- **Aim of the task**:
Lines that include the word "matches" should be copied from the listing that follows.

◇ ◇ ◇

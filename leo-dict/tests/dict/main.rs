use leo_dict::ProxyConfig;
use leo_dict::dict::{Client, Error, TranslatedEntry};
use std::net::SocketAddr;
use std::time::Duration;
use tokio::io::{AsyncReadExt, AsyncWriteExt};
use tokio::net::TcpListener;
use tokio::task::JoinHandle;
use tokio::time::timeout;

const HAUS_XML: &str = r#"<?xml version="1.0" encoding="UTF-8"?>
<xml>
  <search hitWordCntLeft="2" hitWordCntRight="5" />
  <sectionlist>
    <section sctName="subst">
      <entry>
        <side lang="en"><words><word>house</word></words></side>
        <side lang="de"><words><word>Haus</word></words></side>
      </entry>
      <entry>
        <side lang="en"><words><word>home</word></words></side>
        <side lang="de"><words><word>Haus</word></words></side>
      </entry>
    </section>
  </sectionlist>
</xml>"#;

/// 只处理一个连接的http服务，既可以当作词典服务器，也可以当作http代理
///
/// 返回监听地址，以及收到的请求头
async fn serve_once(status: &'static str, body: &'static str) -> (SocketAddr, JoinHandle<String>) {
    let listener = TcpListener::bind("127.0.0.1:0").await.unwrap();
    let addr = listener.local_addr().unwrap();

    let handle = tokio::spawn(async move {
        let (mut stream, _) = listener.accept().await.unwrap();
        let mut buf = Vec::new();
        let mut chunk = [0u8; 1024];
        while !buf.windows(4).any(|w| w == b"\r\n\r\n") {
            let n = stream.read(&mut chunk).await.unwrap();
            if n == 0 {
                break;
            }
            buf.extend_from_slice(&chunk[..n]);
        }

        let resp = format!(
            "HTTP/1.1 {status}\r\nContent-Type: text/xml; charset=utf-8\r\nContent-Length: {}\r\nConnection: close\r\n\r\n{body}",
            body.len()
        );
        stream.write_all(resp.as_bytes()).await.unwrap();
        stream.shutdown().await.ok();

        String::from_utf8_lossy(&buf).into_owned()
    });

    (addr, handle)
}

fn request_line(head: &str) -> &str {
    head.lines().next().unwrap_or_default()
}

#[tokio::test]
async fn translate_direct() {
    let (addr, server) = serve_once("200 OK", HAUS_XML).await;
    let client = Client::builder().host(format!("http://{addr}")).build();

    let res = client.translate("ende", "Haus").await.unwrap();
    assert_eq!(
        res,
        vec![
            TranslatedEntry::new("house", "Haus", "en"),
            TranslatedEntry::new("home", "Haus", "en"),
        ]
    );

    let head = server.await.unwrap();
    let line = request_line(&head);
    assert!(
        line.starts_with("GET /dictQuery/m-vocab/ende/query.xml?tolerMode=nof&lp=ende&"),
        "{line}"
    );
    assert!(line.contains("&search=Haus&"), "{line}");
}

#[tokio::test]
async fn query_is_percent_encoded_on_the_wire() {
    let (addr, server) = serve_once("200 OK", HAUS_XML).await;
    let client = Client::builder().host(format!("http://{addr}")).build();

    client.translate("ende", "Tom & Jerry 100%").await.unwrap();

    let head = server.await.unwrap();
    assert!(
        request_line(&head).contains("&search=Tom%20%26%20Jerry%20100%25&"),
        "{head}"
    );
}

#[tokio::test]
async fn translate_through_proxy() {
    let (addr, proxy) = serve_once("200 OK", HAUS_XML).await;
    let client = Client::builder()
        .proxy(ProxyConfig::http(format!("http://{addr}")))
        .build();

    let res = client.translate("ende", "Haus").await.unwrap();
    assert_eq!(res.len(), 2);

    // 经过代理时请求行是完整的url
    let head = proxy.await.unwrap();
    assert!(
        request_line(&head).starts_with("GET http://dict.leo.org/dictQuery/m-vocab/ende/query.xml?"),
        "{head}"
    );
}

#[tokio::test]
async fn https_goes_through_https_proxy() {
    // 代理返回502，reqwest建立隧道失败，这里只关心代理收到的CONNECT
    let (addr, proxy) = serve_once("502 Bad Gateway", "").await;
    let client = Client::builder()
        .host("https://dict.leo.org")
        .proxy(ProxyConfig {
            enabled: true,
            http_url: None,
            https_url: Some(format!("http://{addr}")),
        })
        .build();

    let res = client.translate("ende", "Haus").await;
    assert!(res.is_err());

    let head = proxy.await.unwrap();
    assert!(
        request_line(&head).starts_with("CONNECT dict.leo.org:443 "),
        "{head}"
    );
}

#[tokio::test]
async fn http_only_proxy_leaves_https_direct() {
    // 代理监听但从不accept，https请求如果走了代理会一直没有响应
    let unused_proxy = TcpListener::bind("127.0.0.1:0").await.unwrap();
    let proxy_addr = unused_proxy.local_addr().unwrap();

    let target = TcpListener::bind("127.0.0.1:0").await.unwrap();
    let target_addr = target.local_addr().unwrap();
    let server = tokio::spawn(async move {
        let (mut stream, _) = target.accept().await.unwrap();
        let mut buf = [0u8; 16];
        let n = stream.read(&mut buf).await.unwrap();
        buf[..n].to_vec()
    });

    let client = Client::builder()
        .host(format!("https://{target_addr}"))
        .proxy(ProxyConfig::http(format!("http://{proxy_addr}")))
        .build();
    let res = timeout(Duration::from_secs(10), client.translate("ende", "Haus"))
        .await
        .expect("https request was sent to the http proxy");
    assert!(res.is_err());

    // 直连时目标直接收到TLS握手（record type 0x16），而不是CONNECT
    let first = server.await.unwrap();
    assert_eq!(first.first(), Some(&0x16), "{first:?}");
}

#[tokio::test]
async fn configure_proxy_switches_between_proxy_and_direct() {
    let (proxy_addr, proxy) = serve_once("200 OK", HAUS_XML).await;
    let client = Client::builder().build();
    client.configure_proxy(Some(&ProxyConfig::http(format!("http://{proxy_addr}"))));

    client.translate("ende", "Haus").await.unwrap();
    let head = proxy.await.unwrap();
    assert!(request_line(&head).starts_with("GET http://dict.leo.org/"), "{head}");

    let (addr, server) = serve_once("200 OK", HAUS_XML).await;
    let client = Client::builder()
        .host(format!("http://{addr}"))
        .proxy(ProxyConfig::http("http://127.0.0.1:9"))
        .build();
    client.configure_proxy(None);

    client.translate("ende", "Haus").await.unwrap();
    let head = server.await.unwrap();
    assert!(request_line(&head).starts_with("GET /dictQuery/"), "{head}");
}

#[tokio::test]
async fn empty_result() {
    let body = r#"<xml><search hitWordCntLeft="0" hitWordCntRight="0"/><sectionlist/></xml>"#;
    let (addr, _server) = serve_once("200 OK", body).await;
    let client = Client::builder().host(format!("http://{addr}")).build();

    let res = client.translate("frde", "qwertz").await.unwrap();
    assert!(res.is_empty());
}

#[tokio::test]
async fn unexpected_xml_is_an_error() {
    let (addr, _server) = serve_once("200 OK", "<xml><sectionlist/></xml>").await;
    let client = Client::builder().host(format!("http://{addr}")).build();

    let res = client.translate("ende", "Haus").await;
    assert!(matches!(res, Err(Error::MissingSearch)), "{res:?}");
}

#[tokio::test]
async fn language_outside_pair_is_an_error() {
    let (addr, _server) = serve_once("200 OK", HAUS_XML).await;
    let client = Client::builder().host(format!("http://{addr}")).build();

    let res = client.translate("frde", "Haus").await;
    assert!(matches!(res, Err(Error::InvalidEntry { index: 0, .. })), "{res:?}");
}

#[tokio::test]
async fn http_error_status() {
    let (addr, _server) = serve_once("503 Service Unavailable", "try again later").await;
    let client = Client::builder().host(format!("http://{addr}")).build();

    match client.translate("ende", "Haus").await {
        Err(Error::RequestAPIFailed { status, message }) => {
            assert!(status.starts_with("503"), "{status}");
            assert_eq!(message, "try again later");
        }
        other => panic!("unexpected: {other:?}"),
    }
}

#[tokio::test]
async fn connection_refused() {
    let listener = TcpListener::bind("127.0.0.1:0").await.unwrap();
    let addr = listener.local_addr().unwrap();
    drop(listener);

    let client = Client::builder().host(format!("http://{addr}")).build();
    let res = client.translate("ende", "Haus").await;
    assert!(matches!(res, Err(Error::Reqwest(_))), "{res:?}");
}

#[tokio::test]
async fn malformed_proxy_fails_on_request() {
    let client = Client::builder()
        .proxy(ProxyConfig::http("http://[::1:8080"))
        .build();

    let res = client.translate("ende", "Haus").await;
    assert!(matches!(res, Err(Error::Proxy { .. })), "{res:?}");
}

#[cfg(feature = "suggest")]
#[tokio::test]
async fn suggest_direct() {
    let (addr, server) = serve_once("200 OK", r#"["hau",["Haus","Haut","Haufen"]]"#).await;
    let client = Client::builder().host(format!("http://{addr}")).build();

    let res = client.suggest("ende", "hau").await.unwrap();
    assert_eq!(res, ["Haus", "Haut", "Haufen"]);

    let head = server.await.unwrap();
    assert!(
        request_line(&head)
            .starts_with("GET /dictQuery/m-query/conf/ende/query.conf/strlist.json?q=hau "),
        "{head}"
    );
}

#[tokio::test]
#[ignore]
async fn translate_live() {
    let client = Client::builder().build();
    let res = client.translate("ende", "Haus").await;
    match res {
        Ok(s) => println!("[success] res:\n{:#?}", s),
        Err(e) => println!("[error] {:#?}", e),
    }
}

◇ ◇ ◇

- **Reply to the task**:
    assert!(matches!(res, Err(Error::MissingSearch)), "{res:?}");
    assert!(matches!(res, Err(Error::InvalidEntry { index: 0, .. })), "{res:?}");
    assert!(matches!(res, Err(Error::Reqwest(_))), "{res:?}");
    assert!(matches!(res, Err(Error::Proxy { .. })), "{res:?}");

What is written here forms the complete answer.